Along with many other philosophers today, I accept what I call ‘General Representationalism’, according to which
(a) If two experiences have the same phenomenological content, then they necessarily share (a kind of) representational content
(b) If two experiences share (a kind of) representational content, then necessarily they have the same phenomenological content.
But although many philosophers accept (a) and (b), their reasons for doing so are radically different, and the difference lies centrally in their specification of the nature of the representational content that co-varies with phenomenological content. Here I will focus on (a), and will only summarize how the Brentanian theory accounts for it. (It’s worth noting in passing that ‘Inverted Earth’ and ‘Inverted Spectrum’ thought experiments only have force against (a) and (b) given certain interpretations of ‘representational content’. I argue that they don’t count against the Brentanian theory.)

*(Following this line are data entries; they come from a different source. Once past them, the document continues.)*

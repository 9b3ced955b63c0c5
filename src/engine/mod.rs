//! engine
//!
//! Turns committed menu choices into work.
//!
//! # Architecture
//!
//! ```text
//! Session -> MenuController -> index -> catalog binding
//!         -> Dispatcher -> handler -> (Prompt ->) ConfirmationGate -> Git
//!         -> footer -> next render
//! ```
//!
//! - [`session`] - The menu stack and the top-level loop
//! - [`catalog`] - Menus and the binding of each entry to an action
//! - [`dispatch`] - Table from action identifiers to handlers
//! - [`gate`] - Confirmation before destructive actions
//! - [`actions`] - The handlers, grouped by menu
//!
//! # Invariants
//!
//! - Handlers run synchronously to completion; at most one git process runs
//!   at a time.
//! - Validation failures, cancellations and git's own failures come back as
//!   footers. Only a process that cannot be started or broken input escapes as
//!   [`SessionError`].
//! - An aborted prompt runs nothing and leaves the footer as it was.

/// Unwrap a prompt answer or return [`Outcome::Aborted`].
macro_rules! or_abort {
    ($answer:expr) => {
        match $answer? {
            Some(value) => value,
            None => return Ok($crate::engine::Outcome::Aborted),
        }
    };
}

/// Unwrap a validated value or return an invalid-input footer.
macro_rules! or_invalid {
    ($value:expr) => {
        match $value {
            Ok(value) => value,
            Err(e) => return Ok($crate::engine::Outcome::invalid(e)),
        }
    };
}

pub(crate) use or_abort;
pub(crate) use or_invalid;

pub mod actions;
pub mod catalog;
pub mod dispatch;
pub mod gate;
pub mod session;

pub use catalog::{ActionId, Binding, MenuId, MenuSpec};
pub use dispatch::Dispatcher;
pub use gate::{ConfirmationGate, ConfirmationOutcome, CANCELLED};
pub use session::{Session, SessionSummary};

use std::fmt::Display;
use std::io::{self, Write};

use thiserror::Error;

use crate::core::config::Settings;
use crate::git::{Git, RunError};
use crate::ui::input::{InputError, InputSource};
use crate::ui::menu::EmptyMenu;
use crate::ui::prompts::{Delimiter, Prompt};

/// Errors that end a session.
#[derive(Debug, Error)]
pub enum SessionError {
    #[error(transparent)]
    Input(#[from] InputError),

    #[error("failed to draw the menu: {0}")]
    Io(#[from] io::Error),

    #[error(transparent)]
    Run(#[from] RunError),

    #[error(transparent)]
    Menu(#[from] EmptyMenu),
}

/// What an action produced.
#[derive(Debug, Clone, PartialEq, Eq)]
pub enum Outcome {
    /// Replace the footer with this text.
    Footer(String),
    /// The operator backed out; keep the current footer.
    Aborted,
}

impl Outcome {
    pub fn footer(text: impl Into<String>) -> Self {
        Outcome::Footer(text.into())
    }

    /// Footer for input rejected before anything ran.
    pub fn invalid(reason: impl Display) -> Self {
        Outcome::Footer(format!("Invalid input: {reason}"))
    }
}

/// Result type of every action handler.
pub type ActionResult = Result<Outcome, SessionError>;

/// Everything a handler may touch.
pub struct ActionContext<'a> {
    pub git: &'a mut Git,
    pub input: &'a mut dyn InputSource,
    /// Where listings shown before a prompt are written.
    pub out: &'a mut dyn Write,
    pub settings: &'a Settings,
}

impl<'a> ActionContext<'a> {
    pub fn new(
        git: &'a mut Git,
        input: &'a mut dyn InputSource,
        out: &'a mut dyn Write,
        settings: &'a Settings,
    ) -> Self {
        Self {
            git,
            input,
            out,
            settings,
        }
    }

    /// Ask for one value; `None` means the operator backed out.
    pub fn ask(&mut self, prompt: &str) -> Result<Option<String>, InputError> {
        Prompt::new(prompt).ask_text(&mut *self.input)
    }

    /// Ask for one value, using `default` for an empty answer.
    pub fn ask_or(&mut self, prompt: &str, default: &str) -> Result<Option<String>, InputError> {
        Prompt::new(prompt)
            .with_default(default)
            .ask_text(&mut *self.input)
    }

    /// Ask for a delimited list; `None` means the operator backed out.
    pub fn ask_list(
        &mut self,
        prompt: &str,
        delimiter: Delimiter,
    ) -> Result<Option<Vec<String>>, InputError> {
        Prompt::new(prompt)
            .split_on(delimiter)
            .ask_list(&mut *self.input)
    }

    /// Run git and keep its text.
    pub fn git<S: AsRef<str>>(&mut self, args: &[S]) -> Result<String, RunError> {
        self.git.text(args)
    }

    /// Run `action` only if the operator types the affirmative token.
    pub fn confirm(
        &mut self,
        prompt: &str,
        action: impl FnOnce(&mut Git) -> Result<String, SessionError>,
    ) -> ActionResult {
        let gate = ConfirmationGate::new(&self.settings.affirmative);
        let git = &mut *self.git;
        let outcome = gate.confirm(&mut *self.input, prompt, || action(git))?;
        Ok(Outcome::Footer(outcome.footer))
    }

    /// Write text shown before the next prompt.
    pub fn show(&mut self, text: &str) -> io::Result<()> {
        writeln!(self.out, "{text}")?;
        self.out.flush()
    }

    /// Current local time in the configured commit timestamp format.
    pub fn timestamp(&self) -> String {
        chrono::Local::now()
            .format(&self.settings.timestamp_format)
            .to_string()
    }
}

The main idea behind (a) is that given the phenomenological content of an experience there is a kind of representational content that can be ‘read’ off that phenomenological content. Consider again the example of a visual experience as of a red ball. It seems that we make certain color property attributions simply in having the experience as we do, based on the experience’s color phenomenology alone. The ‘reddish’ phenomenology of the color experience alone suffices for the color attribution made.
According to the awareness of awareness thesis, part of what we are aware of when we see a red ball is the seeing itself, that is, the having of the visual experience. We are aware of the having of the visual experience in virtue of the instantiation of phenomenological properties of the visual experience. For a phenomenological property to be instantiated by the experience is for the experiencer to have, and so be aware of having, an experience with that property. We can accordingly say that a phenomenological property manifests itself as what it is, a property of experience, however else it may or may not be said to manifest itself.
I call phenomenological properties so understood, as properties of experience, ‘ph-properties’: thus ‘phenomenological redness’ is shortened to ‘ph-redness’ or ‘ph red’. The claim, then, is that there is a fundamental respect in which the phenomenological property ph-red that I experience in having a visual experience of a red ball is apprehended as what it is, a property of experience, although it is not focally or ‘thetically’ or explicitly apprehended as a property of experience. At the same time, it seems that there is also a fundamental sense in which ph-redness is experienced simply as a property of the ball. How can this be, given that ph-properties as I have defined them are properties of experience? The answer is that ph-properties do double duty. Ph-properties are not only encountered in experience simply as phenomenological properties. What is also true is that experience of ph-properties is taken to be direct awareness of features of the world.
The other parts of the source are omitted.